[Dataset records]
*** Begin section ***
use chrono::Utc;
use thiserror::Error;
use tracing::{debug, info};

use crate::{
    model::{TableId, WeatherRecord, WeatherRow},
    warehouse::{InsertError, Warehouse, WarehouseError, format_insert_errors},
};

#[derive(Debug, Error)]
pub enum LoadError {
    #[error("Encountered errors while inserting rows: {}", format_insert_errors(.0))]
    Rejected(Vec<InsertError>),

    #[error(transparent)]
    Warehouse(#[from] WarehouseError),

    #[error("Failed to encode row: {0}")]
    Encode(#[from] serde_json::Error),
}

/// Stamps `record` with the current UTC time and appends it as one row.
///
/// Failures are logged and returned, never retried.
pub async fn load<W>(
    warehouse: &W,
    table: &TableId,
    record: WeatherRecord,
) -> Result<WeatherRow, LoadError>
where
    W: Warehouse + ?Sized,
{
    let row = WeatherRow::new(record, Utc::now());
    let city = row.record.display_city().to_owned();
    let json = serde_json::to_value(&row)?;

    let result = match warehouse.insert_rows_json(table, &[json]).await {
        Ok(errors) if errors.is_empty() => Ok(row),
        Ok(errors) => Err(LoadError::Rejected(errors)),
        Err(err) => Err(LoadError::Warehouse(err)),
    };

    match &result {
        Ok(_) => info!(city = %city, table = %table, "Data for {city} inserted successfully"),
        Err(err) => debug!(city = %city, table = %table, "{err}"),
    }

    result
}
*** End section ***
[Task] Check the records above and copy each line that has the string "from".

[Answer box]
    Warehouse(#[from] WarehouseError),
    Encode(#[from] serde_json::Error),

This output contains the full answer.